By reversing the process of the operation, one can assume that the following operation is available instead of the given one:

---

• Choose an integer \( K\ (1\le K \le N)\). For every \(i\ (1\leq i \leq K)\), simultaneously replace the value of \( B_i\) with \( B_1\oplus B_2 \oplus \ldots \oplus B_i\). —

Below, we consider this version of the problem.

---

[2] Describing the possible states

Let us characterize the sequence \(B\) after some operations.

Let \(B'\) be the sequence \(B\) after zero or more operations. It can be seen that the following holds for each \(i\):

\[ B'_i = B_i \oplus (\text{the XOR of some subset of }\{B_1,B_2,\ldots,B_{i-1}\}).\]

This can be proved by mathematical induction.

Therefore, the objective is achievable if and only if, for each \(i\), \(A_i\) can be represented as \(B_i \oplus (\text{the XOR of some subset of }\{B_1,B_2,\ldots,B_{i-1}\})\).

This condition can be checked in \(O(N\log M)\) time by Gaussian elimination.

In fact, if this condition is satisfied, one can always match \(B\) to \(A\) in at most \(70000\) operations, as explained below.

---

[3] The specific procedure

Below, assume that the necessary and sufficient condition explained above is satisfied.

If one chooses \(K\) in the operation, \(B_{K+1}\) and subsequent elements will not be affected, so it seems reasonable to try matching \(B\) to \(A\) from the end to the beginning. If we can match the last elements in \(\mathrm{O}(\log M)\) operations, repeating it \(N\) times will match the whole sequences in \(\mathrm{O}(N\log M)\) operations, which will be at most \(70000\).

Now, let us find a way to match \(A_i\) and \(B_i\) in \(\mathrm{O}(\log M)\) operations.

Since we are matching the sequences from the end to the beginning, we cannot choose \(K\) greater than \(i\). Ignoring the trivial case \(A_i=B_i\), we have to choose \(K=i\) at the end of the process of making \(A_i=B_i\).

An operation with \(K=i\) makes \(B_i = B_1\oplus B_2 \oplus \ldots \oplus B_{i-1} \oplus B_i\), so we want to match \(B_1\oplus B_2 \oplus \ldots \oplus B_{i-1} \oplus B_i\) to \(A_i\) (or make \(B_1\oplus B_2 \oplus \ldots \oplus B_{i-1} \oplus B_i\oplus A_i=0\)).

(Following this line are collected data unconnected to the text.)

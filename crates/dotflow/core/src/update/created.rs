// Dotflow
// Copyright (C) 2025 Synerthink

// This program is free software: you can redistribute it and/or modify
// it under the terms of the GNU Affero General Public License as published by
// the Free Software Foundation, either version 3 of the License, or
// (at your option) any later version.

// This program is distributed in the hope that it will be useful,
// but WITHOUT ANY WARRANTY; without even the implied warranty of
// MERCHANTABILITY or FITNESS FOR A PARTICULAR PURPOSE.  See the
// GNU Affero General Public License for more details.

// You should have received a copy of the GNU Affero General Public License
// along with this program.  If not, see <http://www.gnu.org/licenses/>.

use crate::context::WorkspaceContext;
use crate::graph::CreatedTimeSource;
use crate::store::blob::{read_blob, write_blob};
use std::collections::BTreeMap;
use std::path::PathBuf;
use tracing::warn;

const CREATED_FILE: &str = "created.bin";

/// Last-successful-creation stamps per target, recorded by the driver after
/// a verified run and read back by the propagator's protect-computed mode.
/// A target with no entry has never been built through the engine.
#[derive(Debug, Default)]
pub struct CreatedTimes {
    times: BTreeMap<String, u64>,
    dirty: bool,
}

impl CreatedTimes {
    pub fn load(ctx: &WorkspaceContext) -> Self {
        let times = read_blob(ctx.fs(), &Self::path(ctx)).unwrap_or_default();
        Self { times, dirty: false }
    }

    fn path(ctx: &WorkspaceContext) -> PathBuf {
        ctx.links_dir().join(CREATED_FILE)
    }

    pub fn record(&mut self, target: &str, nanos: u64) {
        self.times.insert(target.to_string(), nanos);
        self.dirty = true;
    }

    pub fn forget(&mut self, target: &str) {
        if self.times.remove(target).is_some() {
            self.dirty = true;
        }
    }

    pub fn persist(&mut self, ctx: &WorkspaceContext) {
        if !self.dirty {
            return;
        }
        if let Err(e) = write_blob(ctx.fs(), &Self::path(ctx), &self.times) {
            warn!(error = %e, "could not persist creation times");
        } else {
            self.dirty = false;
        }
    }
}

impl CreatedTimeSource for CreatedTimes {
    fn created_time(&self, target: &str) -> Option<u64> {
        self.times.get(target).copied()
    }
}

#[cfg(test)]
mod tests {
    use super::*;
    use crate::context::LayoutConfig;
    use tempfile::TempDir;

    #[test]
    fn test_roundtrip_through_disk() {
        let dir = TempDir::new().unwrap();
        let ctx = WorkspaceContext::new(LayoutConfig::new(dir.path())).unwrap();

        let mut times = CreatedTimes::load(&ctx);
        assert_eq!(times.created_time("out/data"), None);
        times.record("out/data", 42);
        times.persist(&ctx);

        let reloaded = CreatedTimes::load(&ctx);
        assert_eq!(reloaded.created_time("out/data"), Some(42));
    }

    #[test]
    fn test_forget_removes_entry() {
        let dir = TempDir::new().unwrap();
        let ctx = WorkspaceContext::new(LayoutConfig::new(dir.path())).unwrap();

        let mut times = CreatedTimes::load(&ctx);
        times.record("out/data", 7);
        times.forget("out/data");
        times.persist(&ctx);

        let reloaded = CreatedTimes::load(&ctx);
        assert_eq!(reloaded.created_time("out/data"), None);
    }
}
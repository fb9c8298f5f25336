// Dotflow
// Copyright (C) 2025 Synerthink

// This program is free software: you can redistribute it and/or modify
// it under the terms of the GNU Affero General Public License as published by
// the Free Software Foundation, either version 3 of the License, or
// (at your option) any later version.

// This program is distributed in the hope that it will be useful,
// but WITHOUT ANY WARRANTY; without even the implied warranty of
// MERCHANTABILITY or FITNESS FOR A PARTICULAR PURPOSE.  See the
// GNU Affero General Public License for more details.

// You should have received a copy of the GNU Affero General Public License
// along with this program.  If not, see <http://www.gnu.org/licenses/>.

use super::ast::{Attr, Expr, FnDef, Module, Param, Stmt};
use super::token::{Token, tokenize};
use thiserror::Error;

#[derive(Error, Debug)]
#[error("parse error at token {position}: {message}")]
pub struct ParseError {
    pub message: String,
    pub position: usize,
}

fn err<T>(message: impl Into<String>, position: usize) -> Result<T, ParseError> {
    Err(ParseError { message: message.into(), position })
}

/// Parse a whole script.
pub fn parse_module(source: &str) -> Result<Module, ParseError> {
    let tokens = tokenize(source);
    let mut current = 0;
    let mut items = Vec::new();
    while tokens[current] != Token::Eof {
        items.push(parse_statement(&tokens, &mut current)?);
    }
    Ok(Module { items })
}

fn peek<'a>(tokens: &'a [Token], current: usize) -> &'a Token {
    tokens.get(current).unwrap_or(&Token::Eof)
}

fn expect(tokens: &[Token], current: &mut usize, want: &Token) -> Result<(), ParseError> {
    if peek(tokens, *current) == want {
        *current += 1;
        Ok(())
    } else {
        err(
            format!("expected {:?}, found {:?}", want, peek(tokens, *current)),
            *current,
        )
    }
}

fn expect_ident(tokens: &[Token], current: &mut usize) -> Result<String, ParseError> {
    match peek(tokens, *current) {
        Token::Ident(name) => {
            let name = name.clone();
            *current += 1;
            Ok(name)
        }
        other => err(format!("expected identifier, found {other:?}"), *current),
    }
}

fn parse_dotted(tokens: &[Token], current: &mut usize) -> Result<Vec<String>, ParseError> {
    let mut segs = vec![expect_ident(tokens, current)?];
    while peek(tokens, *current) == &Token::Dot {
        *current += 1;
        segs.push(expect_ident(tokens, current)?);
    }
    Ok(segs)
}

pub fn parse_statement(tokens: &[Token], current: &mut usize) -> Result<Stmt, ParseError> {
    match peek(tokens, *current) {
        Token::Import => {
            *current += 1;
            let module = parse_dotted(tokens, current)?.join(".");
            let alias = if peek(tokens, *current) == &Token::As {
                *current += 1;
                Some(expect_ident(tokens, current)?)
            } else {
                None
            };
            Ok(Stmt::Import { module, alias })
        }
        Token::From => {
            *current += 1;
            let module = parse_dotted(tokens, current)?.join(".");
            expect(tokens, current, &Token::Import)?;
            if peek(tokens, *current) == &Token::Star {
                *current += 1;
                return Ok(Stmt::FromImport { module, names: Vec::new(), star: true });
            }
            let mut names = vec![expect_ident(tokens, current)?];
            while peek(tokens, *current) == &Token::Comma {
                *current += 1;
                names.push(expect_ident(tokens, current)?);
            }
            Ok(Stmt::FromImport { module, names, star: false })
        }
        Token::Let => {
            *current += 1;
            let name = expect_ident(tokens, current)?;
            expect(tokens, current, &Token::Assign)?;
            let value = parse_expr(tokens, current)?;
            Ok(Stmt::Let { name, value })
        }
        Token::AttrStart | Token::Fn => parse_function(tokens, current).map(Stmt::Fn),
        Token::If => parse_if(tokens, current),
        Token::For => {
            *current += 1;
            let var = expect_ident(tokens, current)?;
            expect(tokens, current, &Token::In)?;
            let iter = parse_expr(tokens, current)?;
            let body = parse_block(tokens, current)?;
            Ok(Stmt::For { var, iter, body })
        }
        Token::Return => {
            *current += 1;
            if starts_expr(peek(tokens, *current)) {
                Ok(Stmt::Return(Some(parse_expr(tokens, current)?)))
            } else {
                Ok(Stmt::Return(None))
            }
        }
        Token::Ident(_) => {
            // Either `a.b = expr` or an expression statement.
            let mark = *current;
            let segs = parse_dotted(tokens, current)?;
            if peek(tokens, *current) == &Token::Assign {
                *current += 1;
                let value = parse_expr(tokens, current)?;
                Ok(Stmt::Assign { target: segs, value })
            } else {
                *current = mark;
                Ok(Stmt::Expr(parse_expr(tokens, current)?))
            }
        }
        _ => Ok(Stmt::Expr(parse_expr(tokens, current)?)),
    }
}

fn starts_expr(token: &Token) -> bool {
    matches!(
        token,
        Token::Ident(_)
            | Token::Str(_)
            | Token::Number(_)
            | Token::True
            | Token::False
            | Token::LParen
            | Token::LBracket
            | Token::Pipe
    )
}

fn parse_if(tokens: &[Token], current: &mut usize) -> Result<Stmt, ParseError> {
    expect(tokens, current, &Token::If)?;
    let cond = parse_expr(tokens, current)?;
    let then_body = parse_block(tokens, current)?;
    let else_body = if peek(tokens, *current) == &Token::Else {
        *current += 1;
        if peek(tokens, *current) == &Token::If {
            vec![parse_if(tokens, current)?]
        } else {
            parse_block(tokens, current)?
        }
    } else {
        Vec::new()
    };
    Ok(Stmt::If { cond, then_body, else_body })
}

fn parse_function(tokens: &[Token], current: &mut usize) -> Result<FnDef, ParseError> {
    let mut attrs = Vec::new();
    while peek(tokens, *current) == &Token::AttrStart {
        *current += 1;
        let name = expect_ident(tokens, current)?;
        let mut args = Vec::new();
        if peek(tokens, *current) == &Token::LParen {
            *current += 1;
            if peek(tokens, *current) != &Token::RParen {
                args.push(parse_expr(tokens, current)?);
                while peek(tokens, *current) == &Token::Comma {
                    *current += 1;
                    args.push(parse_expr(tokens, current)?);
                }
            }
            expect(tokens, current, &Token::RParen)?;
        }
        expect(tokens, current, &Token::RBracket)?;
        attrs.push(Attr { name, args });
    }

    expect(tokens, current, &Token::Fn)?;
    let name = expect_ident(tokens, current)?;
    expect(tokens, current, &Token::LParen)?;
    let mut params = Vec::new();
    while peek(tokens, *current) != &Token::RParen {
        let pname = expect_ident(tokens, current)?;
        let default = if peek(tokens, *current) == &Token::Assign {
            *current += 1;
            Some(parse_expr(tokens, current)?)
        } else {
            None
        };
        params.push(Param { name: pname, default });
        if peek(tokens, *current) == &Token::Comma {
            *current += 1;
        } else {
            break;
        }
    }
    expect(tokens, current, &Token::RParen)?;
    let body = parse_block(tokens, current)?;
    Ok(FnDef { name, params, attrs, body })
}

fn parse_block(tokens: &[Token], current: &mut usize) -> Result<Vec<Stmt>, ParseError> {
    expect(tokens, current, &Token::LBrace)?;
    let mut stmts = Vec::new();
    while peek(tokens, *current) != &Token::RBrace {
        if peek(tokens, *current) == &Token::Eof {
            return err("unterminated block", *current);
        }
        stmts.push(parse_statement(tokens, current)?);
    }
    *current += 1;
    Ok(stmts)
}

fn parse_expr(tokens: &[Token], current: &mut usize) -> Result<Expr, ParseError> {
    parse_comparison(tokens, current)
}

fn parse_comparison(tokens: &[Token], current: &mut usize) -> Result<Expr, ParseError> {
    let left = parse_additive(tokens, current)?;
    let op = match peek(tokens, *current) {
        Token::EqEq => "==",
        Token::NotEq => "!=",
        Token::Lt => "<",
        Token::Gt => ">",
        Token::Le => "<=",
        Token::Ge => ">=",
        _ => return Ok(left),
    };
    *current += 1;
    let right = parse_additive(tokens, current)?;
    Ok(Expr::Binary { op: op.to_string(), left: Box::new(left), right: Box::new(right) })
}

fn parse_additive(tokens: &[Token], current: &mut usize) -> Result<Expr, ParseError> {
    let mut left = parse_multiplicative(tokens, current)?;
    loop {
        let op = match peek(tokens, *current) {
            Token::Plus => "+",
            Token::Minus => "-",
            _ => return Ok(left),
        };
        *current += 1;
        let right = parse_multiplicative(tokens, current)?;
        left = Expr::Binary { op: op.to_string(), left: Box::new(left), right: Box::new(right) };
    }
}

fn parse_multiplicative(tokens: &[Token], current: &mut usize) -> Result<Expr, ParseError> {
    let mut left = parse_postfix(tokens, current)?;
    loop {
        let op = match peek(tokens, *current) {
            Token::Star => "*",
            Token::Slash => "/",
            _ => return Ok(left),
        };
        *current += 1;
        let right = parse_postfix(tokens, current)?;
        left = Expr::Binary { op: op.to_string(), left: Box::new(left), right: Box::new(right) };
    }
}

fn parse_postfix(tokens: &[Token], current: &mut usize) -> Result<Expr, ParseError> {
    let mut expr = parse_primary(tokens, current)?;
    while peek(tokens, *current) == &Token::LParen {
        *current += 1;
        let mut args = Vec::new();
        if peek(tokens, *current) != &Token::RParen {
            args.push(parse_expr(tokens, current)?);
            while peek(tokens, *current) == &Token::Comma {
                *current += 1;
                args.push(parse_expr(tokens, current)?);
            }
        }
        expect(tokens, current, &Token::RParen)?;
        expr = Expr::Call { callee: Box::new(expr), args };
    }
    Ok(expr)
}

fn parse_primary(tokens: &[Token], current: &mut usize) -> Result<Expr, ParseError> {
    match peek(tokens, *current).clone() {
        Token::Number(n) => {
            *current += 1;
            Ok(Expr::Number(n))
        }
        Token::Str(s) => {
            *current += 1;
            Ok(Expr::Str(s))
        }
        Token::True => {
            *current += 1;
            Ok(Expr::Bool(true))
        }
        Token::False => {
            *current += 1;
            Ok(Expr::Bool(false))
        }
        Token::Ident(_) => Ok(Expr::Name(parse_dotted(tokens, current)?)),
        Token::Pipe => {
            *current += 1;
            let mut params = Vec::new();
            while peek(tokens, *current) != &Token::Pipe {
                params.push(expect_ident(tokens, current)?);
                if peek(tokens, *current) == &Token::Comma {
                    *current += 1;
                }
            }
            *current += 1;
            let body = parse_expr(tokens, current)?;
            Ok(Expr::Lambda { params, body: Box::new(body) })
        }
        Token::LParen => {
            *current += 1;
            if peek(tokens, *current) == &Token::RParen {
                *current += 1;
                return Ok(Expr::Tuple(Vec::new()));
            }
            let first = parse_expr(tokens, current)?;
            if peek(tokens, *current) == &Token::Comma {
                let mut items = vec![first];
                while peek(tokens, *current) == &Token::Comma {
                    *current += 1;
                    if peek(tokens, *current) == &Token::RParen {
                        break;
                    }
                    items.push(parse_expr(tokens, current)?);
                }
                expect(tokens, current, &Token::RParen)?;
                Ok(Expr::Tuple(items))
            } else {
                expect(tokens, current, &Token::RParen)?;
                Ok(first)
            }
        }
        Token::LBracket => {
            *current += 1;
            let mut items = Vec::new();
            while peek(tokens, *current) != &Token::RBracket {
                items.push(parse_expr(tokens, current)?);
                if peek(tokens, *current) == &Token::Comma {
                    *current += 1;
                }
            }
            *current += 1;
            Ok(Expr::List(items))
        }
        other => err(format!("unexpected token {other:?}"), *current),
    }
}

Here, let us look at a basis of the sequence. If the basis is found by applying Gaussian elimination in the order \(i=1,2,\ldots\), no operation will change whether each element is contained in that basis. This property follows from the character of \(B\) in [2].

Additionally, if there is a basis vector in position \(j\), an operation with \(K=j+1\) can cause a change by \(B_j\) to \(B_1\oplus B_2 \oplus \ldots \oplus B_{i-1} \oplus B_i\) without causing changes by the basis vectors to the right of \(j\).

It follows that one can make \(A_i=B_i\) in \(\mathrm{O}(\log M)\) operations by taking the basis vectors from right to left, checking whether the operation for the current basis vector is required, and carrying it out if it is required.

Therefore, if the necessary and sufficient condition in [2] is satisfied, one can always match \(B\) to \(A\) in \(\mathrm{O}(N\log M)\) operations.